Desmonte da educação brasileira

No início de maio, o Censo de Educação do Ensino Superior revelou que o número de matriculados nas universidades federais brasileiras caiu pela primeira vez desde 1990 – resultado de uma drástica redução nas verbas de investimento educacional. Um levantamento da Agência Pública, no mesmo mês, demonstrou que a situação é ainda mais grave no que se refere aos discentes indígenas e quilombolas: em grande parte dependentes da bolsa permanência para se manter estudando, pelo menos seis em cada dez têm seus pedidos negados. É o menor número de bolsas concedidas a esses estudantes desde 2013. O governo Bolsonaro concretiza, em 2022, uma redução de 31,62% no número de alunos recebendo o auxílio.
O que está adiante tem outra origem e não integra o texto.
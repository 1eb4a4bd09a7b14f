use std::path::{Path, PathBuf};
use std::sync::{Arc, LazyLock};

use regex::Regex;
use serde::Serialize;
use serde_json::{Map, Value};
use tracing::debug;

use crate::catalog::Catalog;
use crate::error::AppError;
use crate::frontmatter;

/// Slugs that may be joined into a document path.
static DOCUMENT_SLUG: LazyLock<Regex> =
    LazyLock::new(|| Regex::new(r"^[A-Za-z0-9_-][A-Za-z0-9._-]*$").expect("valid regex"));

#[derive(Debug, Clone, Copy, PartialEq, Eq)]
pub enum ContentKind {
    Blog,
    Project,
}

impl ContentKind {
    /// Directory under the content root holding this kind's documents.
    pub fn dir_name(self) -> &'static str {
        match self {
            ContentKind::Blog => "blog",
            ContentKind::Project => "projects",
        }
    }
}

#[derive(Debug, Clone, PartialEq, Serialize)]
pub struct ResolvedContent {
    pub content: String,
    pub frontmatter: Map<String, Value>,
}

/// Looks up long-form bodies: an on-disk document first, then the catalog.
pub struct ContentResolver {
    content_dir: PathBuf,
    catalog: Arc<Catalog>,
}

impl ContentResolver {
    pub fn new(content_dir: impl Into<PathBuf>, catalog: Arc<Catalog>) -> Self {
        Self {
            content_dir: content_dir.into(),
            catalog,
        }
    }

    pub async fn resolve(&self, kind: ContentKind, slug: &str) -> Result<ResolvedContent, AppError> {
        if let Some(path) = self.document_path(kind, slug) {
            if let Some(source) = read_optional(&path).await? {
                let doc = frontmatter::parse(&source)?;
                debug!(path = %path.display(), "resolved from document");
                return Ok(ResolvedContent {
                    content: doc.body,
                    frontmatter: doc.frontmatter,
                });
            }
        }

        let content = match kind {
            ContentKind::Blog => self
                .catalog
                .blog_post(slug)
                .map(|post| post.content.clone().unwrap_or_default()),
            ContentKind::Project => self.catalog.project(slug).map(|p| p.fallback_body()),
        };

        content
            .map(|content| ResolvedContent {
                content,
                frontmatter: Map::new(),
            })
            .ok_or(AppError::NotFound)
    }

    /// `None` when the slug cannot name a file inside the kind's directory.
    fn document_path(&self, kind: ContentKind, slug: &str) -> Option<PathBuf> {
        if !DOCUMENT_SLUG.is_match(slug) || slug.contains("..") {
            return None;
        }
        Some(
            self.content_dir
                .join(kind.dir_name())
                .join(format!("{slug}.md")),
        )
    }
}

async fn read_optional(path: &Path) -> Result<Option<String>, AppError> {
    match tokio::fs::read_to_string(path).await {
        Ok(source) => Ok(Some(source)),
        Err(e) if e.kind() == std::io::ErrorKind::NotFound => Ok(None),
        Err(e) => Err(AppError::Io(e)),
    }
}
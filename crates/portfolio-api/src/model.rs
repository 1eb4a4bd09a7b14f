use serde::{Deserialize, Serialize};

/// Declares a catalog enum that reads and writes its kebab-case id.
///
/// Ids outside the known set are kept verbatim in `Other`, so a free-text
/// category survives a round trip and still matches its own taxonomy entry.
macro_rules! catalog_enum {
    ($(#[$meta:meta])* $name:ident { $($variant:ident => $id:literal),+ $(,)? }) => {
        $(#[$meta])*
        #[derive(Debug, Clone, PartialEq, Eq, Serialize, Deserialize)]
        #[serde(from = "String", into = "String")]
        pub enum $name {
            $($variant,)+
            Other(String),
        }

        impl $name {
            /// Id as stored in the catalog.
            pub fn id(&self) -> &str {
                match self {
                    $($name::$variant => $id,)+
                    $name::Other(id) => id,
                }
            }
        }

        impl From<String> for $name {
            fn from(id: String) -> Self {
                match id.as_str() {
                    $($id => $name::$variant,)+
                    _ => $name::Other(id),
                }
            }
        }

        impl From<$name> for String {
            fn from(value: $name) -> Self {
                match value {
                    $name::Other(id) => id,
                    known => known.id().to_string(),
                }
            }
        }
    };
}

catalog_enum!(BlogCategory {
    Technical => "technical",
    Personal => "personal",
});

catalog_enum!(ProjectCategory {
    MachineLearning => "machine-learning",
    Finance => "finance",
    WebDevelopment => "web-development",
    Creative => "creative",
});

catalog_enum!(ProjectStatus {
    Completed => "completed",
    InProgress => "in-progress",
});

#[derive(Debug, Clone, Serialize, Deserialize)]
#[serde(rename_all = "camelCase")]
pub struct BlogPost {
    pub id: String,
    pub title: String,
    #[serde(default)]
    pub excerpt: String,
    #[serde(default, skip_serializing_if = "Option::is_none")]
    pub content: Option<String>,
    #[serde(default)]
    pub date: String,
    pub category: BlogCategory,
    #[serde(default)]
    pub tags: Vec<String>,
    #[serde(default, skip_serializing_if = "Option::is_none")]
    pub read_time: Option<String>,
    #[serde(default)]
    pub featured: bool,
    #[serde(default, skip_serializing_if = "Option::is_none")]
    pub image: Option<String>,
}

#[derive(Debug, Clone, Serialize, Deserialize)]
pub struct Project {
    pub id: String,
    pub title: String,
    #[serde(default)]
    pub description: String,
    #[serde(default)]
    pub tech: Vec<String>,
    pub category: ProjectCategory,
    pub status: ProjectStatus,
    #[serde(default)]
    pub featured: bool,
    #[serde(default, skip_serializing_if = "Option::is_none")]
    pub github: Option<String>,
    #[serde(default, skip_serializing_if = "Option::is_none")]
    pub demo: Option<String>,
    #[serde(default, skip_serializing_if = "Option::is_none")]
    pub slides: Option<String>,
    #[serde(default, skip_serializing_if = "Option::is_none")]
    pub blog: Option<String>,
    #[serde(default, skip_serializing_if = "Option::is_none")]
    pub image: Option<String>,
}

impl Project {
    /// Markdown body used when a project has no document of its own.
    pub fn fallback_body(&self) -> String {
        format!("# {}\n\n{}", self.title, self.description)
    }
}

/// Entry in a catalog's category taxonomy, e.g. `{ "id": "all", "name": "All Posts" }`.
#[derive(Debug, Clone, Serialize, Deserialize)]
pub struct Category {
    pub id: String,
    pub name: String,
    #[serde(default, skip_serializing_if = "Option::is_none")]
    pub color: Option<String>,
}

#[cfg(test)]
mod tests {
    use super::*;
    use serde_json::json;

    #[test]
    fn blog_post_reads_camel_case_fields() {
        let post: BlogPost = serde_json::from_value(json!({
            "id": "first-post",
            "title": "First Post",
            "excerpt": "short",
            "date": "2024-03-01",
            "category": "technical",
            "tags": ["rust", "web"],
            "readTime": "5 min read",
            "featured": true
        }))
        .unwrap();
        assert_eq!(post.category, BlogCategory::Technical);
        assert_eq!(post.read_time.as_deref(), Some("5 min read"));
        assert_eq!(post.tags, vec!["rust", "web"]);
        assert!(post.content.is_none());
    }

    #[test]
    fn unknown_ids_are_kept_verbatim() {
        let project: Project = serde_json::from_value(json!({
            "id": "x",
            "title": "X",
            "description": "d",
            "category": "research",
            "status": "archived"
        }))
        .unwrap();
        assert_eq!(project.category, ProjectCategory::Other("research".to_string()));
        assert_eq!(project.category.id(), "research");
        assert_eq!(project.status, ProjectStatus::Other("archived".to_string()));
        assert!(!project.featured);

        let value = serde_json::to_value(&project).unwrap();
        assert_eq!(value["category"], "research");
        assert_eq!(value["status"], "archived");
    }

    #[test]
    fn other_is_an_ordinary_id() {
        let category: BlogCategory = serde_json::from_value(json!("other")).unwrap();
        assert_eq!(category, BlogCategory::Other("other".to_string()));
        assert_eq!(serde_json::to_value(&category).unwrap(), "other");
    }

    #[test]
    fn project_omits_absent_links() {
        let project: Project = serde_json::from_value(json!({
            "id": "greenwings",
            "title": "GreenWings",
            "description": "Carbon-aware routing",
            "tech": ["Python"],
            "category": "web-development",
            "status": "in-progress",
            "github": "https://github.com/example/greenwings"
        }))
        .unwrap();
        let value = serde_json::to_value(&project).unwrap();
        assert_eq!(value["category"], "web-development");
        assert_eq!(value["status"], "in-progress");
        assert!(value.get("demo").is_none());
        assert_eq!(value["github"], "https://github.com/example/greenwings");
    }

    #[test]
    fn fallback_body_is_title_heading_then_description() {
        let project: Project = serde_json::from_value(json!({
            "id": "flowbreak",
            "title": "FlowBreak",
            "description": "A productivity web app.",
            "category": "web-development",
            "status": "completed"
        }))
        .unwrap();
        assert_eq!(project.fallback_body(), "# FlowBreak\n\nA productivity web app.");
    }
}
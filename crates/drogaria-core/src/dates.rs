//! # Dates
//!
//! Birth date parsing and age computation.
//!
//! ## Age Rule
//! ```text
//! age = floor((today - birth_date).days / 365)
//! ```
//! Leap days are not counted, so the age ticks over a few days before the
//! actual birthday once enough leap years have passed.

use chrono::NaiveDate;

use crate::error::{CoreError, CoreResult};
use crate::{BIRTH_DATE_FORMAT, DAYS_PER_YEAR};

/// Parses a `dd/mm/yyyy` birth date.
///
/// ## Example
/// ```rust
/// use drogaria_core::dates::parse_birth_date;
///
/// assert!(parse_birth_date("29/02/1952").is_ok());
/// assert!(parse_birth_date("31/02/1952").is_err());
/// assert!(parse_birth_date("1952-02-29").is_err());
/// ```
pub fn parse_birth_date(text: &str) -> CoreResult<NaiveDate> {
    let text = text.trim();
    NaiveDate::parse_from_str(text, BIRTH_DATE_FORMAT).map_err(|_| CoreError::DateParse {
        input: text.to_string(),
    })
}

/// Whole years elapsed between `birth_date` and `today`.
///
/// Floor division, so a birth date in the future yields a negative age
/// rather than zero.
pub fn age_in_years(birth_date: NaiveDate, today: NaiveDate) -> i64 {
    (today - birth_date).num_days().div_euclid(DAYS_PER_YEAR)
}

#[cfg(test)]
mod tests {
    use super::*;

    fn date(y: i32, m: u32, d: u32) -> NaiveDate {
        NaiveDate::from_ymd_opt(y, m, d).unwrap()
    }

    #[test]
    fn test_parse_birth_date() {
        assert_eq!(parse_birth_date("05/01/1990").unwrap(), date(1990, 1, 5));
        assert_eq!(parse_birth_date(" 5/1/1990 ").unwrap(), date(1990, 1, 5));
        assert!(parse_birth_date("").is_err());
        assert!(parse_birth_date("13/13/1990").is_err());
    }

    #[test]
    fn test_age_counts_365_day_years() {
        // 364 days
        assert_eq!(age_in_years(date(2001, 1, 1), date(2001, 12, 31)), 0);
        assert_eq!(age_in_years(date(2001, 1, 1), date(2002, 1, 1)), 1);
        // 365 days inside a leap year already counts as one
        assert_eq!(age_in_years(date(2000, 1, 1), date(2000, 12, 31)), 1);
        assert_eq!(age_in_years(date(1990, 6, 15), date(1990, 6, 15)), 0);
    }

    #[test]
    fn test_age_drifts_ahead_of_birthday_over_leap_years() {
        // 66 * 365 = 24090 days; 17 leap days fall in between,
        // so the count reaches 66 about 17 days before the birthday.
        let birth = date(1960, 3, 20);
        assert_eq!(age_in_years(birth, date(2026, 3, 5)), 66);
        assert_eq!(age_in_years(birth, date(2026, 2, 1)), 65);
    }

    #[test]
    fn test_future_birth_date_is_negative() {
        assert_eq!(age_in_years(date(2030, 1, 1), date(2029, 12, 31)), -1);
    }
}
Nascidos em um momento da história da educação brasileira em que os direitos de acesso e permanência se tornavam uma realidade e seguiam (apesar das diversas lacunas ainda persistentes) uma trajetória ascendente, talvez nós, estudantes dessa geração, tenhamos durante algum tempo perdido a exata percepção do caráter de disputa que o campo das políticas educacionais possui.

Quem se debruçar, ainda que apenas por alguns instantes, sobre o processo histórico do sistema público de ensino que nos forma, perceberá o quanto as lutas das mulheres, dos trabalhadores e da população negra, bem como indígena, foram fundamentais para as transformações experimentadas. Perceberá também que a educação, como direito abrangente, portanto, não está garantida por si mesma. As evidências disso estão postas à nossa frente.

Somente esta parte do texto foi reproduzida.